ДЕНЬ ИЗ ЖИЗНИ ТОЛСТОГО
В семье мне грустно, потому что я не могу разделить чувств моих близких. Все, что их радует, - экзамены, успехи в свете, покупки, - все это я считаю несчастьем и злом для них самих, но не смею этого высказать.
Я, правда, осмеливаюсь и говорю, но никто моих слов не понимает.
Дневник
Вот как я себе рисую, благодаря свидетельствам его друзей и по его собственным словам, один из тысячи дней жизни Льва Толстого.
Раннее утро: сон медленно слетает с век старца, он пробуждается, оглядывается, - утренняя заря уже окрасила стекла окон, настает день.

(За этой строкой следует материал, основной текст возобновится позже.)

//! Bulk doctor-availability upload.
//!
//! An uploaded `.xlsx` passes through three stages: the extension/size
//! [`gate`], the row [`validator`] (which rejects the whole batch if any row
//! is invalid) and the [`committer`] (which writes nothing unless every
//! referenced doctor exists).

pub mod committer;
pub mod error;
pub mod gate;
pub mod validator;
pub mod workbook;

use tracing::{info, warn};

pub use committer::{DoctorDirectory, SlotCommitter, SlotStore};
pub use error::BulkUploadError;
pub use gate::{check_upload, UploadedFile, ALLOWED_EXTENSIONS};
pub use validator::{
    validate_grid, validate_rows, validate_upload, RawRow, RowError, ValidatedRecord,
    ValidationOutcome, REQUIRED_HEADERS,
};
pub use workbook::{read_first_sheet, CellValue, SheetGrid};

/// Runs the whole pipeline for one upload and returns the number of slots created.
pub async fn process_upload<D, S>(
    file: &UploadedFile,
    max_bytes: usize,
    directory: &D,
    store: &S,
) -> Result<usize, BulkUploadError>
where
    D: DoctorDirectory + ?Sized,
    S: SlotStore + ?Sized,
{
    check_upload(&file.file_name, file.size(), max_bytes)?;

    let records = match validate_upload(&file.bytes)? {
        ValidationOutcome::Valid(records) => records,
        ValidationOutcome::Invalid(row_errors) => {
            warn!("{}: {} invalid row(s)", file.file_name, row_errors.len());
            return Err(BulkUploadError::RowValidationFailed(row_errors));
        }
    };

    let unresolved = SlotCommitter::new(directory, store).commit(&records).await?;
    if !unresolved.is_empty() {
        return Err(BulkUploadError::UnresolvedReference(unresolved));
    }

    info!("{}: created {} availability slots", file.file_name, records.len());
    Ok(records.len())
}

Из-за сумеречной завесы выступают мысли и подымается первое, удивленно-блаженное чувство: "Я еще жив". Вчера вечером, как еженощно, он лег на свою постель в покорной готовности больше не вставать. При мигающем свете лампы он в своем дневнике перед датой грядущего дня поставил три буквы: "е. б. ж." - если буду жив; и, о чудо, еще раз ему оказана милость бытия,- он жив, он еще дышит, он здоров. Как приветствие Божие он глубоко дышащей грудью впитывает в себя воздух и жадными серыми глазами - свет: какое чудо, он еще жив, он здоров. Проникнутый благодарностью, он встает, этот старец, и обнажается; обливание ледяной водой румянит хорошо сохранившееся тело. С наслаждением гимнаста он сгибает и разгибает туловище, пока не начинает болеть грудь и хрустеть суставы. Потом накидывает рубаху и домашнюю блузу на докрасна растертую кожу, распахивает окна и собственноручно выметает комнату; бросает поленья в быстро, с треском разгорающийся огонь, - свой собственный слуга, свой собственный работник.